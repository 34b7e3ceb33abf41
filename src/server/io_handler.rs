use std::collections::HashMap;
use std::io::{ErrorKind, Read};
use std::net::SocketAddr;
use std::panic::{AssertUnwindSafe, catch_unwind};
use std::sync::Arc;
use std::time::{Duration, Instant};

use mio::net::{TcpListener, TcpStream};
use mio::{Interest, Registry, Token};

use crate::config::ServerConfig;
use crate::error::ParseError;
use crate::http::HttpProtocol;
use crate::http::handler::panic_message;
use crate::http::parser::{ParseStatus, RequestParser};
use crate::http::request::Request;
use crate::http::response::{Response, StatusCode};
use crate::http::writer::{ResponseWriter, WriteOutcome};
use crate::server::callback::CallbackQueue;
use crate::server::connector::ServerConnector;
use crate::server::pool::WorkerPool;
use crate::server::timeout::TimerManager;

/// What a worker hands back through the callback queue: a prepared response,
/// or the reason processing fell over.
pub type Completion = Result<Response, String>;

/// State for one accepted socket.
///
/// At most one partial request and one pending writer exist per connection.
struct Connection {
    stream: TcpStream,
    peer: SocketAddr,
    partial: Option<RequestParser>,
    writer: Option<ResponseWriter>,
    processing: bool,
    registered: bool,
}

impl Connection {
    fn new(stream: TcpStream, peer: SocketAddr) -> Self {
        Self {
            stream,
            peer,
            partial: None,
            writer: None,
            processing: false,
            registered: true,
        }
    }
}

enum ReadAction {
    None,
    Closed,
    Failed,
    Submit(Request),
    Malformed(ParseError),
}

enum WriteAction {
    None,
    Finished(bool),
    Failed,
}

/// Turns socket readiness into parser, dispatcher and writer calls.
///
/// Owns the connection table; registration changes and timer updates go
/// through the collaborators the reactor passes in. Workers never see any
/// of this state — their results re-enter through the callback queue.
pub struct IoHandler {
    connections: HashMap<Token, Connection>,
    protocol: Arc<HttpProtocol>,
    pool: WorkerPool,
    next_token: usize,
    read_buffer_size: usize,
    keep_alive_timeout: Duration,
}

impl IoHandler {
    pub fn new(
        protocol: Arc<HttpProtocol>,
        pool: WorkerPool,
        config: &ServerConfig,
        first_token: usize,
    ) -> Self {
        Self {
            connections: HashMap::new(),
            protocol,
            pool,
            next_token: first_token,
            read_buffer_size: config.read_buffer_size,
            keep_alive_timeout: config.keep_alive_timeout(),
        }
    }

    pub fn connection_count(&self) -> usize {
        self.connections.len()
    }

    /// Accepts every pending connection and registers each for reads.
    pub fn on_accept(&mut self, listener: &mut TcpListener, registry: &Registry) {
        loop {
            match listener.accept() {
                Ok((mut stream, peer)) => {
                    let token = Token(self.next_token);
                    self.next_token += 1;
                    match registry.register(&mut stream, token, Interest::READABLE) {
                        Ok(()) => {
                            tracing::debug!(%peer, token = token.0, "accepted connection");
                            self.connections.insert(token, Connection::new(stream, peer));
                        }
                        Err(e) => {
                            tracing::error!(%peer, error = %e, "could not register connection");
                        }
                    }
                }
                Err(ref e) if e.kind() == ErrorKind::WouldBlock => break,
                Err(ref e) if e.kind() == ErrorKind::Interrupted => continue,
                Err(e) => {
                    tracing::error!(error = %e, "accept failed");
                    break;
                }
            }
        }
    }

    /// Drains the socket, feeds the parser, and submits a yielded request to
    /// the worker pool. EOF closes the connection; a pending keep-alive
    /// deadline is refreshed on every successful read.
    pub fn on_read(
        &mut self,
        token: Token,
        registry: &Registry,
        timers: &mut TimerManager<ServerConnector>,
        callbacks: &Arc<CallbackQueue<ServerConnector>>,
    ) {
        let read_buffer_size = self.read_buffer_size;
        let keep_alive_timeout = self.keep_alive_timeout;

        let action = {
            let Some(conn) = self.connections.get_mut(&token) else {
                tracing::warn!(token = token.0, "read event for unknown connection");
                return;
            };
            if conn.processing {
                // one request in flight per connection
                return;
            }
            let mut scratch = vec![0u8; read_buffer_size];
            let mut action = ReadAction::None;
            loop {
                match conn.stream.read(&mut scratch) {
                    Ok(0) => {
                        action = ReadAction::Closed;
                        break;
                    }
                    Ok(n) => {
                        if timers.has_keep_alive(token) {
                            timers.add_keep_alive(token, Instant::now() + keep_alive_timeout);
                        }
                        let parser = conn.partial.get_or_insert_with(RequestParser::new);
                        match parser.feed(&scratch[..n]) {
                            Ok(ParseStatus::Partial) => continue,
                            Ok(ParseStatus::ExpectContinue) => {
                                // partial stays behind to accumulate the body
                                if let Some(request) = parser.snapshot() {
                                    action = ReadAction::Submit(request);
                                }
                                break;
                            }
                            Ok(ParseStatus::Complete) => {
                                if let Some(request) =
                                    conn.partial.take().and_then(RequestParser::finish)
                                {
                                    action = ReadAction::Submit(request);
                                }
                                break;
                            }
                            Err(e) => {
                                tracing::warn!(peer = %conn.peer, error = %e, "malformed request");
                                conn.partial = None;
                                action = ReadAction::Malformed(e);
                                break;
                            }
                        }
                    }
                    Err(ref e) if e.kind() == ErrorKind::WouldBlock => break,
                    Err(ref e) if e.kind() == ErrorKind::Interrupted => continue,
                    Err(e) => {
                        tracing::error!(peer = %conn.peer, error = %e, "read failed");
                        action = ReadAction::Failed;
                        break;
                    }
                }
            }
            if let ReadAction::Submit(_) = &action {
                // one request in flight: stop listening for reads until the
                // response is on the wire
                conn.processing = true;
                conn.registered = false;
                if let Err(e) = registry.deregister(&mut conn.stream) {
                    tracing::error!(peer = %conn.peer, error = %e, "deregister failed");
                    action = ReadAction::Failed;
                }
            }
            action
        };

        match action {
            ReadAction::None => {}
            ReadAction::Closed | ReadAction::Failed => self.close(token, registry, timers),
            ReadAction::Submit(request) => self.submit(token, request, callbacks, registry, timers),
            ReadAction::Malformed(e) => {
                self.fail_request(
                    token,
                    StatusCode::BadRequest,
                    &e.to_string(),
                    registry,
                    timers,
                );
            }
        }
    }

    /// Hands a request to the pool; the worker's result re-enters the
    /// reactor through the callback queue, never directly.
    fn submit(
        &mut self,
        token: Token,
        request: Request,
        callbacks: &Arc<CallbackQueue<ServerConnector>>,
        registry: &Registry,
        timers: &mut TimerManager<ServerConnector>,
    ) {
        let protocol = Arc::clone(&self.protocol);
        let queue = Arc::clone(callbacks);
        let submitted = self.pool.execute(move || {
            let completion: Completion =
                match catch_unwind(AssertUnwindSafe(|| protocol.process_request(&request))) {
                    Ok(response) => Ok(response),
                    Err(panic) => Err(panic_message(panic)),
                };
            queue.submit(move |connector: &mut ServerConnector| {
                connector.complete_request(token, completion);
            });
        });
        if let Err(e) = submitted {
            tracing::warn!(token = token.0, error = %e, "worker pool rejected request");
            self.fail_request(
                token,
                StatusCode::ServiceUnavailable,
                "server is overloaded",
                registry,
                timers,
            );
        }
    }

    /// Short-circuit response produced on the reactor thread itself (parse
    /// errors, pool saturation). Always closes the connection afterwards.
    fn fail_request(
        &mut self,
        token: Token,
        status: StatusCode,
        body: &str,
        registry: &Registry,
        timers: &mut TimerManager<ServerConnector>,
    ) {
        timers.remove_keep_alive(token);
        let mut response = Response::new(false);
        response
            .set_status(status)
            .set_content_type("text/plain")
            .write(body);
        response.prepare();
        self.attach_response(token, response, registry, timers);
    }

    /// Arms the connection to stream a prepared response.
    pub fn attach_response(
        &mut self,
        token: Token,
        response: Response,
        registry: &Registry,
        timers: &mut TimerManager<ServerConnector>,
    ) {
        let armed = {
            let Some(conn) = self.connections.get_mut(&token) else {
                tracing::warn!(token = token.0, "response for a connection that is gone");
                return;
            };
            conn.writer = Some(ResponseWriter::new(response));
            conn.processing = true;
            let result = if conn.registered {
                registry.reregister(&mut conn.stream, token, Interest::WRITABLE)
            } else {
                registry.register(&mut conn.stream, token, Interest::WRITABLE)
            };
            match result {
                Ok(()) => {
                    conn.registered = true;
                    true
                }
                Err(e) => {
                    tracing::error!(peer = %conn.peer, error = %e, "write registration failed");
                    false
                }
            }
        };
        if !armed {
            self.close(token, registry, timers);
        }
    }

    /// Streams the pending response; once fully flushed the connection is
    /// closed or re-armed for the next request per its keep-alive flag.
    pub fn on_write(
        &mut self,
        token: Token,
        registry: &Registry,
        timers: &mut TimerManager<ServerConnector>,
    ) {
        let action = {
            let Some(conn) = self.connections.get_mut(&token) else {
                tracing::warn!(token = token.0, "write event for unknown connection");
                return;
            };
            match conn.writer.as_mut() {
                None => WriteAction::None,
                Some(writer) => match writer.write_to(&mut conn.stream) {
                    Ok(WriteOutcome::Pending) => WriteAction::None,
                    Ok(WriteOutcome::Done) => {
                        let keep_alive = writer.keep_alive();
                        conn.writer = None;
                        conn.processing = false;
                        WriteAction::Finished(keep_alive)
                    }
                    Err(e) => {
                        tracing::error!(peer = %conn.peer, error = %e, "write failed");
                        WriteAction::Failed
                    }
                },
            }
        };

        match action {
            WriteAction::None => {}
            WriteAction::Failed => self.close(token, registry, timers),
            WriteAction::Finished(keep_alive) => {
                self.close_or_rearm(token, keep_alive, registry, timers)
            }
        }
    }

    /// After a complete response: either tear the connection down or go back
    /// to reading with a fresh keep-alive deadline.
    fn close_or_rearm(
        &mut self,
        token: Token,
        keep_alive: bool,
        registry: &Registry,
        timers: &mut TimerManager<ServerConnector>,
    ) {
        if !keep_alive {
            self.close(token, registry, timers);
            return;
        }
        let keep_alive_timeout = self.keep_alive_timeout;
        let rearmed = {
            let Some(conn) = self.connections.get_mut(&token) else {
                return;
            };
            match registry.reregister(&mut conn.stream, token, Interest::READABLE) {
                Ok(()) => {
                    conn.registered = true;
                    true
                }
                Err(e) => {
                    tracing::error!(peer = %conn.peer, error = %e, "read re-registration failed");
                    false
                }
            }
        };
        if rearmed {
            timers.add_keep_alive(token, Instant::now() + keep_alive_timeout);
        } else {
            self.close(token, registry, timers);
        }
    }

    /// Tears a connection down: removes its keep-alive entry, deregisters
    /// the socket and drops the stream, the partial request and any writer
    /// (releasing an attached file with it).
    pub fn close(
        &mut self,
        token: Token,
        registry: &Registry,
        timers: &mut TimerManager<ServerConnector>,
    ) {
        timers.remove_keep_alive(token);
        if let Some(mut conn) = self.connections.remove(&token) {
            if conn.registered {
                if let Err(e) = registry.deregister(&mut conn.stream) {
                    tracing::debug!(peer = %conn.peer, error = %e, "deregister on close failed");
                }
            }
            tracing::debug!(peer = %conn.peer, token = token.0, "connection closed");
        }
    }
}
---------------
## Work required
Please give again only the lines from the start of the material through the line holding "use crate::server::connector::ServerConnector;", exactly as they are written.

## Result for this task
repository 34b7e3ceb33abf41
filename src/server/io_handler.rs
use std::collections::HashMap;
use std::io::{ErrorKind, Read};
use std::net::SocketAddr;
use std::panic::{AssertUnwindSafe, catch_unwind};
use std::sync::Arc;
use std::time::{Duration, Instant};

use mio::net::{TcpListener, TcpStream};
use mio::{Interest, Registry, Token};

use crate::config::ServerConfig;
use crate::error::ParseError;
use crate::http::HttpProtocol;
use crate::http::handler::panic_message;
use crate::http::parser::{ParseStatus, RequestParser};
use crate::http::request::Request;
use crate::http::response::{Response, StatusCode};
use crate::http::writer::{ResponseWriter, WriteOutcome};
use crate::server::callback::CallbackQueue;
use crate::server::connector::ServerConnector;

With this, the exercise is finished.